- _Work order_: Would you repeat each of the lines below exactly?
--- Source information Enclosed Below ---
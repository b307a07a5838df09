//! Print poses and orientation from a simulated Myo.
//!
//! Usage: cargo run --example pose_listener
//! A background thread plays a short gesture script; the demo exits when it ends.

use myo::sim::SimEngine;
use myo::{EventPayload, Hub, HubConfig, Listener, Pose, Quaternion, Vector3, VibrationType};
use std::sync::atomic::{AtomicU64, Ordering};
use std::sync::Arc;
use std::thread;
use std::time::{Duration, Instant};

const SCRIPT: [Pose; 6] = [
    Pose::Rest,
    Pose::Fist,
    Pose::WaveIn,
    Pose::WaveOut,
    Pose::FingersSpread,
    Pose::DoubleTap,
];

fn main() {
    env_logger::init();

    let engine = SimEngine::new();
    let remote = engine.remote();
    let config = HubConfig::from_env("com.example.pose-listener");

    let hub = match Hub::with_config(config, engine) {
        Ok(h) => h,
        Err(e) => {
            eprintln!("Failed to create hub: {}", e);
            std::process::exit(1);
        }
    };

    let orientations = Arc::new(AtomicU64::new(0));
    let counter = orientations.clone();
    let listener = Listener::new()
        .on_pair(|myo, _, firmware| {
            println!("Paired {:?} (firmware {})", myo, firmware);
            Ok(())
        })
        .on_pose(|myo, ts, pose| {
            println!("ts={:<12}  pose={}", ts, pose);
            if pose != Pose::Rest {
                myo.vibrate(VibrationType::Short)?;
            }
            Ok(())
        })
        .on_orientation(move |_, _, q| {
            // Print every ~20th sample to avoid flooding the terminal
            if counter.fetch_add(1, Ordering::Relaxed) % 20 == 0 {
                let [roll, pitch, yaw] = q.to_euler();
                println!(
                    "roll={:+.3}  pitch={:+.3}  yaw={:+.3}",
                    roll, pitch, yaw
                );
            }
            Ok(())
        });

    if let Err(e) = hub.add_listener(listener) {
        eprintln!("Failed to add listener: {}", e);
        std::process::exit(1);
    }

    let player = thread::spawn(move || {
        let device = remote.pair();
        for (i, pose) in SCRIPT.iter().enumerate() {
            for step in 0..20 {
                let angle = (i * 20 + step) as f64 * 0.02;
                remote.emit(
                    device,
                    EventPayload::Orientation(Quaternion::from_axis_angle(&Vector3::Z, angle)),
                );
                thread::sleep(Duration::from_millis(5));
            }
            remote.emit(device, EventPayload::Pose(*pose));
        }
    });

    let start = Instant::now();
    while !player.is_finished() {
        if let Err(e) = hub.run(Duration::from_millis(50)) {
            eprintln!("Error: {}", e);
            break;
        }
    }
    if let Err(e) = hub.run(Duration::ZERO) {
        eprintln!("Error: {}", e);
    }

    println!(
        "\nTotal: {} orientation samples in {:.1}s",
        orientations.load(Ordering::Relaxed),
        start.elapsed().as_secs_f64()
    );

    if let Err(e) = hub.release() {
        eprintln!("Failed to release hub: {}", e);
    }
}
//! Application identifier validation.
//!
//! Identifiers use reverse-domain form, e.g. `com.example.app`. They are
//! checked here so malformed input never reaches the engine.

use crate::{MyoError, Result};

/// Maximum identifier length in characters.
pub const MAX_LEN: usize = 255;

/// Minimum number of dot-separated segments.
pub const MIN_SEGMENTS: usize = 3;

fn invalid(reason: &'static str) -> MyoError {
    MyoError::InvalidApplicationId { reason }
}

/// Validate an application identifier.
///
/// Rules:
/// - at most 255 characters, at least 3 non-empty dot-separated segments
/// - the first segment contains only letters and digits
/// - later segments may also contain `-` and `_`, but not as their first or last character
pub fn validate(app_id: &str) -> Result<()> {
    if app_id.chars().count() > MAX_LEN {
        return Err(invalid("longer than 255 characters"));
    }

    let segments: Vec<&str> = app_id.split('.').collect();
    if segments.len() < MIN_SEGMENTS {
        return Err(invalid("must consist of 3 or more segments"));
    }

    for (i, segment) in segments.iter().enumerate() {
        if segment.is_empty() {
            return Err(invalid("segments must not be empty"));
        }

        if i == 0 {
            if !segment.chars().all(char::is_alphanumeric) {
                return Err(invalid(
                    "first segment must only contain alphanumeric characters",
                ));
            }
            continue;
        }

        let last = segment.chars().count() - 1;
        for (j, c) in segment.chars().enumerate() {
            if c.is_alphanumeric() {
                continue;
            }
            if c != '-' && c != '_' {
                return Err(invalid(
                    "may only contain alphanumeric characters, dashes or underscores",
                ));
            }
            if j == 0 || j == last {
                return Err(invalid(
                    "dashes and underscores cannot begin or end a segment",
                ));
            }
        }
    }

    Ok(())
}

#[cfg(test)]
mod tests {
    use super::*;

    #[test]
    fn test_valid_identifiers() {
        for id in [
            "com.example.app",
            "com.example.my-app",
            "org.thalmic.hello_world.v2",
            "a.b.c",
            "com.example.x-y_z",
        ] {
            assert!(validate(id).is_ok(), "{} should be valid", id);
        }
    }

    #[test]
    fn test_invalid_identifiers() {
        for id in [
            "",
            "com",
            "com.example",
            "com..app",
            "com.example.",
            ".example.app",
            "c-m.example.app",
            "com.-example.app",
            "com.example_.app",
            "com.example.app-",
            "com.exa mple.app",
            "com.example.app!",
        ] {
            let err = validate(id).unwrap_err();
            assert!(err.is_validation(), "{} should fail validation", id);
        }
    }

    #[test]
    fn test_length_limit() {
        let ok = format!("com.example.{}", "a".repeat(MAX_LEN - 12));
        assert_eq!(ok.len(), MAX_LEN);
        assert!(validate(&ok).is_ok());

        let too_long = format!("{}a", ok);
        assert!(validate(&too_long).is_err());
    }
}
--- End of Enclosed Source information ---
- _Written answer_:
repository b307a07a5838df09
//! Print poses and orientation from a simulated Myo.
//!
//! Usage: cargo run --example pose_listener
//! A background thread plays a short gesture script; the demo exits when it ends.

use myo::sim::SimEngine;
use myo::{EventPayload, Hub, HubConfig, Listener, Pose, Quaternion, Vector3, VibrationType};
use std::sync::atomic::{AtomicU64, Ordering};
use std::sync::Arc;
use std::thread;
use std::time::{Duration, Instant};

const SCRIPT: [Pose; 6] = [
    Pose::Rest,
    Pose::Fist,
    Pose::WaveIn,
    Pose::WaveOut,
    Pose::FingersSpread,
    Pose::DoubleTap,
];

fn main() {
    env_logger::init();

    let engine = SimEngine::new();
    let remote = engine.remote();
    let config = HubConfig::from_env("com.example.pose-listener");

    let hub = match Hub::with_config(config, engine) {
        Ok(h) => h,
        Err(e) => {
            eprintln!("Failed to create hub: {}", e);
            std::process::exit(1);
        }
    };

    let orientations = Arc::new(AtomicU64::new(0));
    let counter = orientations.clone();
    let listener = Listener::new()
        .on_pair(|myo, _, firmware| {
            println!("Paired {:?} (firmware {})", myo, firmware);
            Ok(())
        })
        .on_pose(|myo, ts, pose| {
            println!("ts={:<12}  pose={}", ts, pose);
            if pose != Pose::Rest {
                myo.vibrate(VibrationType::Short)?;
            }
            Ok(())
        })
        .on_orientation(move |_, _, q| {
            // Print every ~20th sample to avoid flooding the terminal
            if counter.fetch_add(1, Ordering::Relaxed) % 20 == 0 {
                let [roll, pitch, yaw] = q.to_euler();
                println!(
                    "roll={:+.3}  pitch={:+.3}  yaw={:+.3}",
                    roll, pitch, yaw
                );
            }
            Ok(())
        });

    if let Err(e) = hub.add_listener(listener) {
        eprintln!("Failed to add listener: {}", e);
        std::process::exit(1);
    }

    let player = thread::spawn(move || {
        let device = remote.pair();
        for (i, pose) in SCRIPT.iter().enumerate() {
            for step in 0..20 {
                let angle = (i * 20 + step) as f64 * 0.02;
                remote.emit(
                    device,
                    EventPayload::Orientation(Quaternion::from_axis_angle(&Vector3::Z, angle)),
                );
                thread::sleep(Duration::from_millis(5));
            }
            remote.emit(device, EventPayload::Pose(*pose));
        }
    });

    let start = Instant::now();
    while !player.is_finished() {
        if let Err(e) = hub.run(Duration::from_millis(50)) {
            eprintln!("Error: {}", e);
            break;
        }
    }
    if let Err(e) = hub.run(Duration::ZERO) {
        eprintln!("Error: {}", e);
    }

    println!(
        "\nTotal: {} orientation samples in {:.1}s",
        orientations.load(Ordering::Relaxed),
        start.elapsed().as_secs_f64()
    );

    if let Err(e) = hub.release() {
        eprintln!("Failed to release hub: {}", e);
    }
}
//! Application identifier validation.
//!
//! Identifiers use reverse-domain form, e.g. `com.example.app`. They are
//! checked here so malformed input never reaches the engine.

use crate::{MyoError, Result};

/// Maximum identifier length in characters.
pub const MAX_LEN: usize = 255;

/// Minimum number of dot-separated segments.
pub const MIN_SEGMENTS: usize = 3;

fn invalid(reason: &'static str) -> MyoError {
    MyoError::InvalidApplicationId { reason }
}

/// Validate an application identifier.
///
/// Rules:
/// - at most 255 characters, at least 3 non-empty dot-separated segments
/// - the first segment contains only letters and digits
/// - later segments may also contain `-` and `_`, but not as their first or last character
pub fn validate(app_id: &str) -> Result<()> {
    if app_id.chars().count() > MAX_LEN {
        return Err(invalid("longer than 255 characters"));
    }

    let segments: Vec<&str> = app_id.split('.').collect();
    if segments.len() < MIN_SEGMENTS {
        return Err(invalid("must consist of 3 or more segments"));
    }

    for (i, segment) in segments.iter().enumerate() {
        if segment.is_empty() {
            return Err(invalid("segments must not be empty"));
        }

        if i == 0 {
            if !segment.chars().all(char::is_alphanumeric) {
                return Err(invalid(
                    "first segment must only contain alphanumeric characters",
                ));
            }
            continue;
        }

        let last = segment.chars().count() - 1;
        for (j, c) in segment.chars().enumerate() {
            if c.is_alphanumeric() {
                continue;
            }
            if c != '-' && c != '_' {
                return Err(invalid(
                    "may only contain alphanumeric characters, dashes or underscores",
                ));
            }
            if j == 0 || j == last {
                return Err(invalid(
                    "dashes and underscores cannot begin or end a segment",
                ));
            }
        }
    }

    Ok(())
}

#[cfg(test)]
mod tests {
    use super::*;

    #[test]
    fn test_valid_identifiers() {
        for id in [
            "com.example.app",
            "com.example.my-app",
            "org.thalmic.hello_world.v2",
            "a.b.c",
            "com.example.x-y_z",
        ] {
            assert!(validate(id).is_ok(), "{} should be valid", id);
        }
    }

    #[test]
    fn test_invalid_identifiers() {
        for id in [
            "",
            "com",
            "com.example",
            "com..app",
            "com.example.",
            ".example.app",
            "c-m.example.app",
            "com.-example.app",
            "com.example_.app",
            "com.example.app-",
            "com.exa mple.app",
            "com.example.app!",
        ] {
            let err = validate(id).unwrap_err();
            assert!(err.is_validation(), "{} should fail validation", id);
        }
    }

    #[test]
    fn test_length_limit() {
        let ok = format!("com.example.{}", "a".repeat(MAX_LEN - 12));
        assert_eq!(ok.len(), MAX_LEN);
        assert!(validate(&ok).is_ok());

        let too_long = format!("{}a", ok);
        assert!(validate(&too_long).is_err());
    }
}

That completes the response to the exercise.